**Instructions for the task:** For every line in the entries that contains "ResolutionMaps", show the whole line.

**Data under study:**

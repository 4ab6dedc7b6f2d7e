//! Identifier resolution chains.
//!
//! FDB entries in ASIC_DB name their port through two levels of object ids
//! and their VLAN through a bridge VLAN object. Turning them into
//! `(vlan, mac, interface)` takes three lookup maps, each built by an
//! independent stage below. Every stage silently drops rows it cannot
//! interpret; the final join has its own per-step miss policy:
//!
//! | step                      | on miss                         |
//! |---------------------------|---------------------------------|
//! | bridge port → port oid    | drop the FDB entry              |
//! | port oid → interface name | keep it, use the raw port oid   |
//! | bvid → VLAN number        | drop the FDB entry              |

use crate::db::{self, Database, DbFacade, Fields, TableSelector};
use crate::error::ShowResult;
use crate::naming::{is_valid_if_name, vlan_id};
use serde::Serialize;
use std::collections::{BTreeMap, HashMap};
use std::fmt;
use tracing::{debug, instrument};

pub const OID_PREFIX: &str = "oid:0x";

pub const COUNTERS_PORT_NAME_MAP: &str = "COUNTERS_PORT_NAME_MAP";
pub const COUNTERS_LAG_NAME_MAP: &str = "COUNTERS_LAG_NAME_MAP";
pub const ASIC_STATE_TABLE: &str = "ASIC_STATE";

const FDB_ENTRY_KEYS: &str = "SAI_OBJECT_TYPE_FDB_ENTRY:*";
const BRIDGE_PORT_KEYS: &str = "SAI_OBJECT_TYPE_BRIDGE_PORT:*";
const VLAN_KEYS: &str = "SAI_OBJECT_TYPE_VLAN:*";
const VLAN_KEY_PREFIX: &str = "SAI_OBJECT_TYPE_VLAN:";

const FDB_BRIDGE_PORT_ATTR: &str = "SAI_FDB_ENTRY_ATTR_BRIDGE_PORT_ID";
const FDB_TYPE_ATTR: &str = "SAI_FDB_ENTRY_ATTR_TYPE";
const FDB_TYPE_STATIC: &str = "SAI_FDB_ENTRY_TYPE_STATIC";
const BRIDGE_PORT_PORT_ATTR: &str = "SAI_BRIDGE_PORT_ATTR_PORT_ID";
const VLAN_ID_ATTR: &str = "SAI_VLAN_ATTR_VLAN_ID";

/// VLAN column value for neighbors that are not on a VLAN interface.
pub const NO_VLAN: &str = "-";

/// Removes the `oid:0x` prefix, or `None` when it is absent.
fn strip_oid(value: &str) -> Option<&str> {
    value.strip_prefix(OID_PREFIX)
}

/// Stripped port oid → interface name, from the port and LAG name maps.
/// Names outside the known interface patterns and values without an oid
/// prefix are dropped.
pub fn interface_oid_map(port_names: &Fields, lag_names: &Fields) -> HashMap<String, String> {
    port_names
        .iter()
        .chain(lag_names.iter())
        .filter(|(name, _)| is_valid_if_name(name))
        .filter_map(|(name, oid)| strip_oid(oid).map(|oid| (oid.to_string(), name.clone())))
        .collect()
}

/// Stripped bridge port oid → stripped port oid, from ASIC_DB bridge port rows
/// keyed `SAI_OBJECT_TYPE_BRIDGE_PORT:oid:0x...`.
pub fn bridge_port_map(rows: &BTreeMap<String, Fields>) -> HashMap<String, String> {
    rows.iter()
        .filter_map(|(key, attrs)| {
            let (_, oid) = key.split_once(':')?;
            let bridge_port = strip_oid(oid)?;
            let port = strip_oid(attrs.get(BRIDGE_PORT_PORT_ATTR)?)?;
            Some((bridge_port.to_string(), port.to_string()))
        })
        .collect()
}

/// Bridge VLAN oid (`oid:0x...`, unstripped) → VLAN number, from ASIC_DB
/// VLAN rows.
pub fn bvid_map(rows: &BTreeMap<String, Fields>) -> HashMap<String, String> {
    rows.iter()
        .filter_map(|(key, attrs)| {
            let bvid = key.strip_prefix(VLAN_KEY_PREFIX)?;
            let vlan = attrs.get(VLAN_ID_ATTR)?;
            Some((bvid.to_string(), vlan.clone()))
        })
        .collect()
}

/// The three lookup maps, rebuilt for every request.
#[derive(Debug, Clone, Default)]
pub struct ResolutionMaps {
    pub if_oid: HashMap<String, String>,
    pub bridge_port: HashMap<String, String>,
    pub bvid: HashMap<String, String>,
}

impl ResolutionMaps {
    #[instrument(skip_all)]
    pub async fn build(facade: &dyn DbFacade) -> ShowResult<Self> {
        let port_names = db::hash(
            facade,
            TableSelector::table(Database::CountersDb, COUNTERS_PORT_NAME_MAP),
        )
        .await?;
        let lag_names = db::hash(
            facade,
            TableSelector::table(Database::CountersDb, COUNTERS_LAG_NAME_MAP),
        )
        .await?;
        let bridge_ports = db::rows(
            facade,
            TableSelector::table(Database::AsicDb, ASIC_STATE_TABLE).with_key(BRIDGE_PORT_KEYS),
        )
        .await?;
        let vlans = db::rows(
            facade,
            TableSelector::table(Database::AsicDb, ASIC_STATE_TABLE).with_key(VLAN_KEYS),
        )
        .await?;

        let maps = Self {
            if_oid: interface_oid_map(&port_names, &lag_names),
            bridge_port: bridge_port_map(&bridge_ports),
            bvid: bvid_map(&vlans),
        };
        debug!(
            interfaces = maps.if_oid.len(),
            bridge_ports = maps.bridge_port.len(),
            vlans = maps.bvid.len(),
            "Built resolution maps"
        );
        Ok(maps)
    }
}

/// How an FDB entry was installed.
#[derive(Debug, Clone, Copy, PartialEq, Eq, PartialOrd, Ord, Hash, Serialize)]
pub enum FdbType {
    Dynamic,
    Static,
}

impl FdbType {
    pub fn as_str(&self) -> &'static str {
        match self {
            FdbType::Dynamic => "Dynamic",
            FdbType::Static => "Static",
        }
    }
}

impl fmt::Display for FdbType {
    fn fmt(&self, f: &mut fmt::Formatter<'_>) -> fmt::Result {
        f.write_str(self.as_str())
    }
}

/// An FDB entry with every identifier resolved.
#[derive(Debug, Clone, PartialEq, Eq, PartialOrd, Ord)]
pub struct BridgeMacEntry {
    pub vlan_id: u32,
    pub mac: String,
    pub if_name: String,
    pub entry_type: FdbType,
}

/// Joins raw FDB rows (keyed `SAI_OBJECT_TYPE_FDB_ENTRY:{json}`) against the
/// resolution maps.
pub fn resolve_fdb_entries(
    raw: &BTreeMap<String, Fields>,
    maps: &ResolutionMaps,
) -> Vec<BridgeMacEntry> {
    raw.iter()
        .filter_map(|(key, attrs)| resolve_fdb_entry(key, attrs, maps))
        .collect()
}

fn resolve_fdb_entry(key: &str, attrs: &Fields, maps: &ResolutionMaps) -> Option<BridgeMacEntry> {
    let (_, json) = key.split_once(':')?;
    let fdb: HashMap<String, String> = match serde_json::from_str(json) {
        Ok(fdb) => fdb,
        Err(e) => {
            debug!(key, error = %e, "Skipping FDB entry with malformed key");
            return None;
        }
    };

    let bridge_port = strip_oid(attrs.get(FDB_BRIDGE_PORT_ATTR)?)?;
    let Some(port) = maps.bridge_port.get(bridge_port) else {
        debug!(key, bridge_port, "Dropping FDB entry: unknown bridge port");
        return None;
    };
    let if_name = maps
        .if_oid
        .get(port)
        .cloned()
        .unwrap_or_else(|| port.clone());

    let vlan = match (fdb.get("vlan"), fdb.get("bvid")) {
        (Some(vlan), _) => vlan.as_str(),
        (None, Some(bvid)) => match maps.bvid.get(bvid) {
            Some(vlan) if !vlan.is_empty() => vlan.as_str(),
            _ => {
                debug!(key, bvid = %bvid, "Dropping FDB entry: unknown bvid");
                return None;
            }
        },
        (None, None) => return None,
    };
    let vlan_id = vlan.parse::<u32>().ok()?;

    let entry_type = match attrs.get(FDB_TYPE_ATTR).map(String::as_str) {
        Some(FDB_TYPE_STATIC) => FdbType::Static,
        _ => FdbType::Dynamic,
    };

    Some(BridgeMacEntry {
        vlan_id,
        mac: fdb.get("mac").cloned().unwrap_or_default(),
        if_name,
        entry_type,
    })
}

/// Reads and resolves the whole FDB.
#[instrument(skip_all)]
pub async fn fetch_fdb(facade: &dyn DbFacade) -> ShowResult<Vec<BridgeMacEntry>> {
    let raw = db::rows(
        facade,
        TableSelector::table(Database::AsicDb, ASIC_STATE_TABLE).with_key(FDB_ENTRY_KEYS),
    )
    .await?;
    let maps = ResolutionMaps::build(facade).await?;
    let entries = resolve_fdb_entries(&raw, &maps);
    debug!(raw = raw.len(), resolved = entries.len(), "Resolved FDB entries");
    Ok(entries)
}

/// A neighbor as reported by a host tool.
#[derive(Debug, Clone, PartialEq, Eq)]
pub struct NeighborRecord {
    pub address: String,
    pub mac: String,
    pub iface: String,
    pub status: Option<String>,
}

/// A neighbor after the FDB merge.
#[derive(Debug, Clone, PartialEq, Eq, Serialize)]
pub struct NeighborEntry {
    pub address: String,
    pub mac_address: String,
    pub iface: String,
    pub vlan: String,
    #[serde(skip_serializing_if = "Option::is_none")]
    pub status: Option<String>,
}

/// Replaces VLAN pseudo-interfaces with the member port that learned the MAC.
///
/// A neighbor on `VlanN` whose `(N, MAC)` is in the FDB takes the FDB
/// interface; one that is not keeps `VlanN`. Both carry `N` as the VLAN.
/// Neighbors on other interfaces carry [`NO_VLAN`].
pub fn merge_neighbors_with_fdb(
    neighbors: Vec<NeighborRecord>,
    fdb: &[BridgeMacEntry],
) -> Vec<NeighborEntry> {
    let lookup: HashMap<(String, String), &str> = fdb
        .iter()
        .map(|e| {
            (
                (e.vlan_id.to_string(), e.mac.to_uppercase()),
                e.if_name.as_str(),
            )
        })
        .collect();

    neighbors
        .into_iter()
        .map(|n| {
            let (iface, vlan) = match vlan_id(&n.iface) {
                Some(vlan) => {
                    let key = (vlan.to_string(), n.mac.to_uppercase());
                    let iface = lookup
                        .get(&key)
                        .map(|port| port.to_string())
                        .unwrap_or_else(|| n.iface.clone());
                    (iface, vlan.to_string())
                }
                None => (n.iface.clone(), NO_VLAN.to_string()),
            };
            NeighborEntry {
                address: n.address,
                mac_address: n.mac,
                iface,
                vlan,
                status: n.status,
            }
        })
        .collect()
}
//! Response assembly.
//!
//! Field names in these structures are part of the wire contract. Mapping
//! order is not.

use crate::resolve::NeighborEntry;
use serde::Serialize;
use sonic_cli_dispatch::{CommandError, CommandResult};

/// Serializes a response body. Failure is a logic defect.
pub fn to_json<T: Serialize + ?Sized>(value: &T) -> CommandResult<Vec<u8>> {
    serde_json::to_vec(value)
        .map_err(|e| CommandError::internal(format!("failed to serialize response: {}", e)))
}

/// Body of the ARP and NDP commands.
#[derive(Debug, Clone, Default, PartialEq, Eq, Serialize)]
pub struct NeighborResponse {
    pub entries: Vec<NeighborEntry>,
    pub total_entries: usize,
}

impl NeighborResponse {
    pub fn new(entries: Vec<NeighborEntry>) -> Self {
        Self {
            total_entries: entries.len(),
            entries,
        }
    }
}

/// Body of `show mac` with `count`.
#[derive(Debug, Clone, PartialEq, Eq, Serialize)]
pub struct CountResponse {
    pub total_entries: usize,
}

#[cfg(test)]
mod tests {
    use super::*;
    use pretty_assertions::assert_eq;
    use serde_json::{json, Value};

    #[test]
    fn test_empty_neighbor_response() {
        let body = to_json(&NeighborResponse::default()).unwrap();
        assert_eq!(body, br#"{"entries":[],"total_entries":0}"#.to_vec());
    }

    #[test]
    fn test_neighbor_response_shape() {
        let response = NeighborResponse::new(vec![NeighborEntry {
            address: "10.0.0.1".to_string(),
            mac_address: "AA:BB:CC:DD:EE:FF".to_string(),
            iface: "eth0".to_string(),
            vlan: "100".to_string(),
            status: None,
        }]);
        let value: Value = serde_json::from_slice(&to_json(&response).unwrap()).unwrap();
        assert_eq!(
            value,
            json!({"entries":[{"address":"10.0.0.1","mac_address":"AA:BB:CC:DD:EE:FF","iface":"eth0","vlan":"100"}],"total_entries":1})
        );
    }
}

**Answer to this task:**
pub struct ResolutionMaps {
impl ResolutionMaps {
    maps: &ResolutionMaps,
fn resolve_fdb_entry(key: &str, attrs: &Fields, maps: &ResolutionMaps) -> Option<BridgeMacEntry> {
    let maps = ResolutionMaps::build(facade).await?;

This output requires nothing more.